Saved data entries
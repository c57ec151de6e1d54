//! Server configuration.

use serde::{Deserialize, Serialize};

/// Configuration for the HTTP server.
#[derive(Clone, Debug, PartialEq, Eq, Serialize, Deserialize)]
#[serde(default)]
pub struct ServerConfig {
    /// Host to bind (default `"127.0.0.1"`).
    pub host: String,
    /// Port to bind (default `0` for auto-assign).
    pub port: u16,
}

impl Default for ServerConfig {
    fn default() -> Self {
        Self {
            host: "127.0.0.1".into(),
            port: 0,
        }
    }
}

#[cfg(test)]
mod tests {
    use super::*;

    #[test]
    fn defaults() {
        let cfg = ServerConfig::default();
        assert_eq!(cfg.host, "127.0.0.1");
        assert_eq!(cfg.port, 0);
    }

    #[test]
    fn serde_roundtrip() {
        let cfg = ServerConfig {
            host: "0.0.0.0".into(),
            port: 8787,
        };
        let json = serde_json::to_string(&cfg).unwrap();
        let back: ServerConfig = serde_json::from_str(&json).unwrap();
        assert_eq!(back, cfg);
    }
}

...

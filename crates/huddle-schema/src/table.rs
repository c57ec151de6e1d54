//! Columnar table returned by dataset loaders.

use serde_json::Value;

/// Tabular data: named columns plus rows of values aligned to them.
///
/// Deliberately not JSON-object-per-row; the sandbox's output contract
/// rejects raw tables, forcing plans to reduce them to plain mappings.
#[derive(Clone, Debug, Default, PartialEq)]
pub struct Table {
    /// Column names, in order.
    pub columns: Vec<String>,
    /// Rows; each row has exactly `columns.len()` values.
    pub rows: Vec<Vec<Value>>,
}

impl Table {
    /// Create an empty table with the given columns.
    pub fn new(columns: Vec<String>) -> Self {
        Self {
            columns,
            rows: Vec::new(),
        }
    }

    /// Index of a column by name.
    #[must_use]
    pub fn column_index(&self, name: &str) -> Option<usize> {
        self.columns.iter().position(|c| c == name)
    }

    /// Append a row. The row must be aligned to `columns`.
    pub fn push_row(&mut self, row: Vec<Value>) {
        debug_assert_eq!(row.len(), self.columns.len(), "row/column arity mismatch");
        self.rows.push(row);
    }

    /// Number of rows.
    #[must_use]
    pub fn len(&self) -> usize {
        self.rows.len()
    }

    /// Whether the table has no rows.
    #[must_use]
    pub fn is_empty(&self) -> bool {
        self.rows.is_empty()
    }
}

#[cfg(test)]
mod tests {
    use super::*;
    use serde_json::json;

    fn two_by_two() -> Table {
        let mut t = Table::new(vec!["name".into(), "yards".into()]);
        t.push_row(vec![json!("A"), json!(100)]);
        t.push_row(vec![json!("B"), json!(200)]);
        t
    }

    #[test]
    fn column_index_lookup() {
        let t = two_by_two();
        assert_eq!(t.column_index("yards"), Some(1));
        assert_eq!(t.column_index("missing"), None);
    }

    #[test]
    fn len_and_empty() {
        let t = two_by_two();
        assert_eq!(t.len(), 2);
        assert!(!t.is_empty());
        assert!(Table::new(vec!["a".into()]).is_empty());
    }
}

*Your instructions*. A lone number is the expected answer: the count of lines in these entries holding the string "back".

*Written response*. 2